> Task statement:
What lines in the entries hold the string "rayon"? List them.

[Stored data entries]
□ □ □ □ □ □ □

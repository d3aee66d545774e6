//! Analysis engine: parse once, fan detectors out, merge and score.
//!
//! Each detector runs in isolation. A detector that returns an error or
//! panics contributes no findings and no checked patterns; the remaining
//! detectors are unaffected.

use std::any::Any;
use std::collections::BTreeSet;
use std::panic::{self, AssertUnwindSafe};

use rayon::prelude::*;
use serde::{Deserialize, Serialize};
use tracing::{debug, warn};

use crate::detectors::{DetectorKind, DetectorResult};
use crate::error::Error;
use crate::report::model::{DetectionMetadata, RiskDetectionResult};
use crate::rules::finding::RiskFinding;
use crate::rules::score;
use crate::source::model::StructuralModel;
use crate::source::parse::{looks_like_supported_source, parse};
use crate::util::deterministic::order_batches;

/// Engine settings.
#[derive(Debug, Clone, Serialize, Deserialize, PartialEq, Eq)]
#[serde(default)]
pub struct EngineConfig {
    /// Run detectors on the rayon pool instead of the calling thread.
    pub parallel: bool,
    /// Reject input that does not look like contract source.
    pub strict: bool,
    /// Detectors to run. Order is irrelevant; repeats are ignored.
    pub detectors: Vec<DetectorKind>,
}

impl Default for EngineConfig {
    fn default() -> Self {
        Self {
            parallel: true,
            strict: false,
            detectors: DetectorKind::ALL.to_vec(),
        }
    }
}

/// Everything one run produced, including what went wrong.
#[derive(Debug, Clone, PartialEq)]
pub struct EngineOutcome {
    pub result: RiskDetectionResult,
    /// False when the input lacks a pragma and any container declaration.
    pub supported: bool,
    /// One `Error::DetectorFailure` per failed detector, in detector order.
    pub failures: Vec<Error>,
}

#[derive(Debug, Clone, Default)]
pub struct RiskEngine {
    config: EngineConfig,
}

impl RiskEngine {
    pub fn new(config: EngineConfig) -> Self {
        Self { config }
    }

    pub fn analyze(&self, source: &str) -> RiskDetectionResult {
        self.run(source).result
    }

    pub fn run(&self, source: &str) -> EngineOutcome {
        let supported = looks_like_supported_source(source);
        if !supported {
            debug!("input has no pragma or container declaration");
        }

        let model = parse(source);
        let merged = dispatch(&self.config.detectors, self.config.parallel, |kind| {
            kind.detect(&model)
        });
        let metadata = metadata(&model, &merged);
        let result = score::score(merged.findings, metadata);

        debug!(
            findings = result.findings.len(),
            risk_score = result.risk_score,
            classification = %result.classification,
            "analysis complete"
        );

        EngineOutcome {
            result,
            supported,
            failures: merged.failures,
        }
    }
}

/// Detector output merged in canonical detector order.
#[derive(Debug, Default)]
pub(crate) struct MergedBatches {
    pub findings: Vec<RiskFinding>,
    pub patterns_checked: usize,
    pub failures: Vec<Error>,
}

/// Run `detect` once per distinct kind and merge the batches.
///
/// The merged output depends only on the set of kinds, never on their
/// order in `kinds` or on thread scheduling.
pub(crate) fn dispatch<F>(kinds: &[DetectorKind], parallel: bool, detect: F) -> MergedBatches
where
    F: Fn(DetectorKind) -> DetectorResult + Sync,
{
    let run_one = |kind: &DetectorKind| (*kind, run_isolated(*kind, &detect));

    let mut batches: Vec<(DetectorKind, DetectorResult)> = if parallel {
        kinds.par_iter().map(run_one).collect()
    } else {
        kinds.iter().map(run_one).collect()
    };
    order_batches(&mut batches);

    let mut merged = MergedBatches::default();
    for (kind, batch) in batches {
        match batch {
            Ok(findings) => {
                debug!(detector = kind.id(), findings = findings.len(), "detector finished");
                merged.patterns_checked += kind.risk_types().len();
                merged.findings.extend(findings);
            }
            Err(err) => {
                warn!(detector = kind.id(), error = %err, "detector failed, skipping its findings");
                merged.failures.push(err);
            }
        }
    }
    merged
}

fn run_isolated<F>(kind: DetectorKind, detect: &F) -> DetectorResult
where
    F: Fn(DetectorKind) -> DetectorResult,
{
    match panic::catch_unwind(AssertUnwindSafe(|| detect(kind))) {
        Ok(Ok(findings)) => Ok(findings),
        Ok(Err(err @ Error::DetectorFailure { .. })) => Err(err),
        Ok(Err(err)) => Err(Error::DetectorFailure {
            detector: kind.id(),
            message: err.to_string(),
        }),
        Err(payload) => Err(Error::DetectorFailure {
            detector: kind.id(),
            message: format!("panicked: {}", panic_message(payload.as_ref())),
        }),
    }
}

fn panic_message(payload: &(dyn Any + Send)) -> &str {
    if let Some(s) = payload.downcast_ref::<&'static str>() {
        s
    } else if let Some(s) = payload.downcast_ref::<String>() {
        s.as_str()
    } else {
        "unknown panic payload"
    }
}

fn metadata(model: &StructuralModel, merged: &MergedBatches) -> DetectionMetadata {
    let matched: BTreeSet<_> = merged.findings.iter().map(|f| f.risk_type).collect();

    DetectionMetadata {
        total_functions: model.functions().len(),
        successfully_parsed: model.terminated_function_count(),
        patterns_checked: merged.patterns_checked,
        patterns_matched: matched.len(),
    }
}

□ □ □ □ □ □ □

> Your response:
use rayon::prelude::*;
    /// Run detectors on the rayon pool instead of the calling thread.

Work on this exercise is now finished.